Neben Textilien wie Teppichen und Vorhängen fühlen sich die Tierchen in Matratzen und anderen Polstermöbeln besonders wohl. Milben gehören zur Gattung der Spinnentiere und sind mit einer Größe von nur 0,1 bis 0,5 Millimetern mit freiem Auge kaum sichtbar.  Anders als weitläufig angenommen, werden allergische Reaktionen nicht durch Milbenbisse oder Stiche verursacht, sondern durch deren Kot. Dieser zerfällt getrocknet in winzige Partikel und gelangt über den Hausstaub in die Atemwege. In nur einem Gramm Hausstaub können bereits 1000 Milben enthalten sein.

Wer ist betroffen?

Je nach Schätzung leiden weltweit zwischen 65 Millionen und mehr als einer Milliarde Menschen an einer Hausstaubmilbenallergie.1 Betroffene können grundsätzlich ganzjährig an einer Milbenallergie leiden, wobei die Beschwerden in der kühleren Jahreszeit durch geschlossene Fenster oder die Heizperiode häufig verstärkt werden.

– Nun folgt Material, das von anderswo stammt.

/// Register every coordinator rule.
pub fn register<B, C>(
    registry: &mut ListenerRegistry<AppState, AppAction>,
    backend: Arc<B>,
    config: Arc<C>,
    tasks: SharedTasks,
) where
    B: Backend,
    C: ConfigStore,
{
    // Backend configured: learn which sources exist.
    let fetch_backend = backend.clone();
    let fetch_tasks = tasks.clone();
    registry.on(
        "fetch-sources",
        |action, changed, _state| changed && matches!(action, AppAction::BackendConfigure { .. }),
        move |_action, _ctx| {
            let backend = fetch_backend.clone();
            let tasks = fetch_tasks.clone();
            async move {
                tasks.lock().await.spawn("sources", async move {
                    match backend.sources().await {
                        Ok(sources) => AppAction::SourcesDidLoad { sources },
                        Err(err) => fetch_error(FETCH_SOURCES, "Failed to fetch sources", err),
                    }
                });
            }
        },
    );

    // Source list known: restore persisted settings scoped to it.
    let load_config = config.clone();
    registry.on(
        "load-settings",
        |action, _changed, _state| matches!(action, AppAction::SourcesDidLoad { .. }),
        move |_action, ctx| {
            let config = load_config.clone();
            async move {
                let known = ctx.with(|s: &AppState| s.sources.sources.clone()).await;
                let settings = load_settings(config.as_ref(), &known);
                ctx.dispatch(AppAction::SettingsDidLoad { settings });
            }
        },
    );

    // Backend configured or cleared: previously cached results are for the
    // wrong backend now.
    registry.on(
        "invalidate-caches",
        |action, changed, _state| {
            changed
                && matches!(
                    action,
                    AppAction::BackendConfigure { .. } | AppAction::BackendClear
                )
        },
        |_action, ctx| async move {
            ctx.dispatch(AppAction::CachesClear);
        },
    );

    // Settings actually changed: restart the caches from scratch.
    registry.on(
        "settings-changed",
        |action, changed, _state| {
            changed
                && matches!(
                    action,
                    AppAction::SettingsDidLoad { .. } | AppAction::SettingsUpdate { .. }
                )
        },
        |_action, ctx| async move {
            let ready = ctx
                .with(|s: &AppState| s.backend.configured() && selectors::enabled_sources_valid(s))
                .await;
            if ready {
                ctx.dispatch(AppAction::CachesClear);
            }
        },
    );

    // Caches restarted: re-fetch everything the project references. The
    // snapshot is taken after the clear landed, so the fetches carry the
    // new generation and a straggler from before the clear gets dropped.
    let refetch_backend = backend.clone();
    let refetch_tasks = tasks.clone();
    registry.on(
        "refetch-after-clear",
        |action, changed, _state| changed && matches!(action, AppAction::CachesClear),
        move |_action, ctx| {
            let backend = refetch_backend.clone();
            let tasks = refetch_tasks.clone();
            async move {
                let (ready, settings, queries, generation) = ctx
                    .with(|s: &AppState| {
                        (
                            s.backend.configured()
                                && s.settings.loaded
                                && selectors::enabled_sources_valid(s),
                            s.settings.settings.clone(),
                            s.project.queries().into_iter().collect::<Vec<_>>(),
                            s.search.generation,
                        )
                    })
                    .await;
                if !ready {
                    return;
                }
                spawn_cardbacks_fetch(&tasks, backend.clone(), settings.clone()).await;
                if !queries.is_empty() {
                    spawn_search_fetch(&tasks, backend, settings, queries, generation).await;
                }
            }
        },
    );

    // The project now references queries it didn't before: fetch the ones
    // not already cached.
    let new_backend = backend.clone();
    let new_tasks = tasks.clone();
    registry.on(
        "fetch-new-queries",
        |action, changed, _state| {
            changed
                && matches!(
                    action,
                    AppAction::ProjectAddSlots { .. } | AppAction::ProjectSetQuery { .. }
                )
        },
        move |_action, ctx| {
            let backend = new_backend.clone();
            let tasks = new_tasks.clone();
            async move {
                let (ready, settings, missing, generation) = ctx
                    .with(|s: &AppState| {
                        let missing: Vec<SearchQuery> = s
                            .project
                            .queries()
                            .into_iter()
                            .filter(|q| !s.search.contains(q))
                            .collect();
                        (
                            s.backend.configured()
                                && s.settings.loaded
                                && selectors::enabled_sources_valid(s),
                            s.settings.settings.clone(),
                            missing,
                            s.search.generation,
                        )
                    })
                    .await;
                if !ready || missing.is_empty() {
                    return;
                }
                spawn_search_fetch(&tasks, backend, settings, missing, generation).await;
            }
        },
    );

    // Cardback list refetched: keep the project cardback valid, defaulting
    // to the top-ranked entry. Dispatches only when the value changes.
    registry.on(
        "default-cardback",
        |action, _changed, _state| matches!(action, AppAction::CardbacksDidLoad { .. }),
        |_action, ctx| async move {
            let (current, desired) = ctx
                .with(|s: &AppState| {
                    let current = s.project.cardback.clone();
                    let desired = match current.as_deref() {
                        Some(cardback) if s.cardbacks.contains(cardback) => current.clone(),
                        _ => s.cardbacks.first().map(str::to_string),
                    };
                    (current, desired)
                })
                .await;
            if desired != current {
                ctx.dispatch(AppAction::ProjectSetCardback { cardback: desired });
            }
        },
    );

    // The user edited a query: drop any stale warning for that face, wait
    // for the results to land, then pick a default image.
    registry.on(
        "query-edited",
        |action, changed, _state| changed && matches!(action, AppAction::ProjectSetQuery { .. }),
        |action, ctx| async move {
            let AppAction::ProjectSetQuery { slot, face, query } = action else {
                return;
            };
            // Explicit user intent supersedes any prior warning.
            ctx.dispatch(AppAction::InvalidClear { slot, face });

            let awaited = query.clone();
            if ctx
                .wait_for(
                    move |s: &AppState| s.search.contains(&awaited),
                    SEARCH_WAIT_TIMEOUT,
                )
                .await
                .is_err()
            {
                warn!(
                    slot,
                    face = ?face,
                    query = %query,
                    "timed out waiting for search results, leaving selection unchanged"
                );
                return;
            }

            // Read-after-await: the member may have been edited again while
            // the results were in flight.
            let selection = ctx
                .with(|s: &AppState| {
                    let member = s.project.member(slot, face)?;
                    if member.query.as_ref() != Some(&query) {
                        return None;
                    }
                    Some(
                        s.search
                            .get(&query)
                            .and_then(|results| results.first().cloned()),
                    )
                })
                .await;
            if let Some(image) = selection {
                ctx.dispatch(AppAction::ProjectSetSelectedImages {
                    targets: vec![(slot, face)],
                    image,
                });
            }
        },
    );

    // Fresh results landed: reconcile every member that draws from them.
    registry.on(
        "apply-results",
        |action, changed, _state| {
            changed && matches!(action, AppAction::SearchResultsDidLoad { .. })
        },
        |action, ctx| async move {
            let AppAction::SearchResultsDidLoad { results, .. } = action else {
                return;
            };
            let updated: HashSet<SearchQuery> = results
                .into_iter()
                .flat_map(|(query, by_type)| {
                    by_type.into_keys().map(move |card_type| SearchQuery {
                        query: query.clone(),
                        card_type,
                    })
                })
                .collect();

            let (invalids, clears, selects) = ctx
                .with(|s: &AppState| {
                    let mut invalids = Vec::new();
                    let mut clears: Vec<(usize, Face)> = Vec::new();
                    let mut selects: BTreeMap<String, Vec<(usize, Face)>> = BTreeMap::new();
                    for (index, slot) in s.project.slots.iter().enumerate() {
                        for face in Face::both() {
                            let Some(member) = slot.member(face) else {
                                continue;
                            };
                            let Some(query) = member.query.as_ref() else {
                                continue;
                            };
                            if !updated.contains(query) {
                                continue;
                            }
                            let results = s.search.get(query).unwrap_or(&[]);
                            match member.selected_image.as_deref() {
                                Some(image) if !results.iter().any(|r| r == image) => {
                                    // Warn only when there was something to
                                    // pick instead; an empty result list is
                                    // its own signal.
                                    if !results.is_empty() {
                                        invalids.push((
                                            index,
                                            face,
                                            query.clone(),
                                            image.to_string(),
                                        ));
                                    }
                                    clears.push((index, face));
                                }
                                None => {
                                    if let Some(first) = results.first() {
                                        selects
                                            .entry(first.clone())
                                            .or_default()
                                            .push((index, face));
                                    }
                                }
                                _ => {}
                            }
                        }
                    }
                    (invalids, clears, selects)
                })
                .await;

            for (slot, face, query, identifier) in invalids {
                ctx.dispatch(AppAction::InvalidRecord {
                    slot,
                    face,
                    query,
                    identifier,
                });
            }
            if !clears.is_empty() {
                ctx.dispatch(AppAction::ProjectSetSelectedImages {
                    targets: clears,
                    image: None,
                });
            }
            for (image, targets) in selects {
                ctx.dispatch(AppAction::ProjectSetSelectedImages {
                    targets,
                    image: Some(image),
                });
            }
        },
    );

    // Results or cardbacks landed: fill the metadata cache for any
    // identifiers we have not seen yet.
    let docs_backend = backend;
    let docs_tasks = tasks;
    registry.on(
        "fetch-card-documents",
        |action, changed, _state| {
            changed
                && matches!(
                    action,
                    AppAction::SearchResultsDidLoad { .. } | AppAction::CardbacksDidLoad { .. }
                )
        },
        move |_action, ctx| {
            let backend = docs_backend.clone();
            let tasks = docs_tasks.clone();
            async move {
                let missing = ctx.with(selectors::missing_card_documents).await;
                if missing.is_empty() {
                    return;
                }
                for chunk in missing.chunks(CARDS_PAGE_SIZE) {
                    let identifiers = chunk.to_vec();
                    let key = format!("cards:{}", identifiers[0]);
                    let backend = backend.clone();
                    tasks.lock().await.spawn(key, async move {
                        match backend.cards(&identifiers).await {
                            Ok(cards) => AppAction::CardDocumentsDidLoad { cards },
                            Err(err) => {
                                fetch_error(FETCH_CARDS, "Failed to fetch card data", err)
                            }
                        }
                    });
                }
            }
        },
    );
}
//! Shared dispatchable state with change notification
//!
//! [`StateHandle`] wraps a [`Store`](crate::Store) so that concurrent
//! reactions can read it, dispatch to it, and await conditions over it.
//! Every state-changing dispatch bumps a `watch`-channel version counter;
//! [`StateHandle::wait_for`] re-checks its predicate on each bump, which is
//! how a reaction blocks until some other reaction has landed its results.

use std::sync::Arc;
use std::time::Duration;

use thiserror::Error;
use tokio::sync::{watch, Mutex, RwLock, RwLockReadGuard};

use crate::action::Action;
use crate::store::{Middleware, NoopMiddleware, Reducer, Store};

/// Error returned when a condition-wait expires before its predicate holds.
#[derive(Debug, Error)]
#[error("condition-wait timed out after {0:?}")]
pub struct WaitTimeout(pub Duration);

/// Cloneable handle to a shared store.
///
/// Dispatches are serialized; readers see a consistent snapshot. Cross-store
/// consistency is eventual and owed to listeners, not to the handle itself.
pub struct StateHandle<S, A: Action> {
    inner: Arc<Inner<S, A>>,
}

struct Inner<S, A: Action> {
    store: RwLock<Store<S, A>>,
    middleware: Mutex<Box<dyn Middleware<A> + Send>>,
    version: watch::Sender<u64>,
}

impl<S, A: Action> Clone for StateHandle<S, A> {
    fn clone(&self) -> Self {
        Self {
            inner: Arc::clone(&self.inner),
        }
    }
}

impl<S, A> StateHandle<S, A>
where
    S: Send + Sync + 'static,
    A: Action,
{
    /// Create a handle with no middleware.
    pub fn new(state: S, reducer: Reducer<S, A>) -> Self {
        Self::with_middleware(state, reducer, NoopMiddleware)
    }

    /// Create a handle with middleware hooks around the reducer.
    pub fn with_middleware<M>(state: S, reducer: Reducer<S, A>, middleware: M) -> Self
    where
        M: Middleware<A> + Send + 'static,
    {
        let (version, _) = watch::channel(0u64);
        Self {
            inner: Arc::new(Inner {
                store: RwLock::new(Store::new(state, reducer)),
                middleware: Mutex::new(Box::new(middleware)),
                version,
            }),
        }
    }

    /// Dispatch an action through middleware and the reducer.
    ///
    /// Holding the middleware lock for the whole exchange serializes
    /// dispatches, so readers never observe a half-applied transition.
    /// Returns the reducer's change indicator; when `true`, waiters are
    /// woken.
    pub async fn dispatch(&self, action: A) -> bool {
        let mut middleware = self.inner.middleware.lock().await;
        middleware.before(&action);
        let changed = {
            let mut store = self.inner.store.write().await;
            store.dispatch(action.clone())
        };
        middleware.after(&action, changed);
        drop(middleware);

        if changed {
            self.inner.version.send_modify(|v| *v = v.wrapping_add(1));
        }
        changed
    }

    /// Read guard over the current state.
    pub async fn read(&self) -> RwLockReadGuard<'_, S> {
        RwLockReadGuard::map(self.inner.store.read().await, Store::state)
    }

    /// Run `f` against a consistent snapshot of the state.
    pub async fn with<R>(&self, f: impl FnOnce(&S) -> R) -> R {
        f(self.inner.store.read().await.state())
    }

    /// The number of state-changing dispatches so far.
    pub fn version(&self) -> u64 {
        *self.inner.version.borrow()
    }

    /// Await until `predicate` holds over the current state.
    ///
    /// The predicate is checked immediately and then after every
    /// state-changing dispatch. Errors with [`WaitTimeout`] when `timeout`
    /// elapses first; callers must re-read state afterwards rather than
    /// reuse anything captured before the wait.
    pub async fn wait_for<F>(&self, mut predicate: F, timeout: Duration) -> Result<(), WaitTimeout>
    where
        F: FnMut(&S) -> bool,
    {
        let mut versions = self.inner.version.subscribe();
        let satisfied = async {
            loop {
                if predicate(self.inner.store.read().await.state()) {
                    return;
                }
                if versions.changed().await.is_err() {
                    // The sender lives in `self.inner`, so this is
                    // unreachable; park until the timeout fires regardless.
                    std::future::pending::<()>().await;
                }
            }
        };
        tokio::time::timeout(timeout, satisfied)
            .await
            .map_err(|_| WaitTimeout(timeout))
    }
}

Hausstaubmilben – eine Frage der Hygiene?

Die Belastung von Hausstaubmilben in der Wohnung steht nur bedingt mit deren Reinigung in Zusammenhang. Selbst in der ordentlichsten und saubersten Wohnung finden sich Milben.

Es gibt jedoch Möglichkeiten das Aufkommen deutlich zu minimieren!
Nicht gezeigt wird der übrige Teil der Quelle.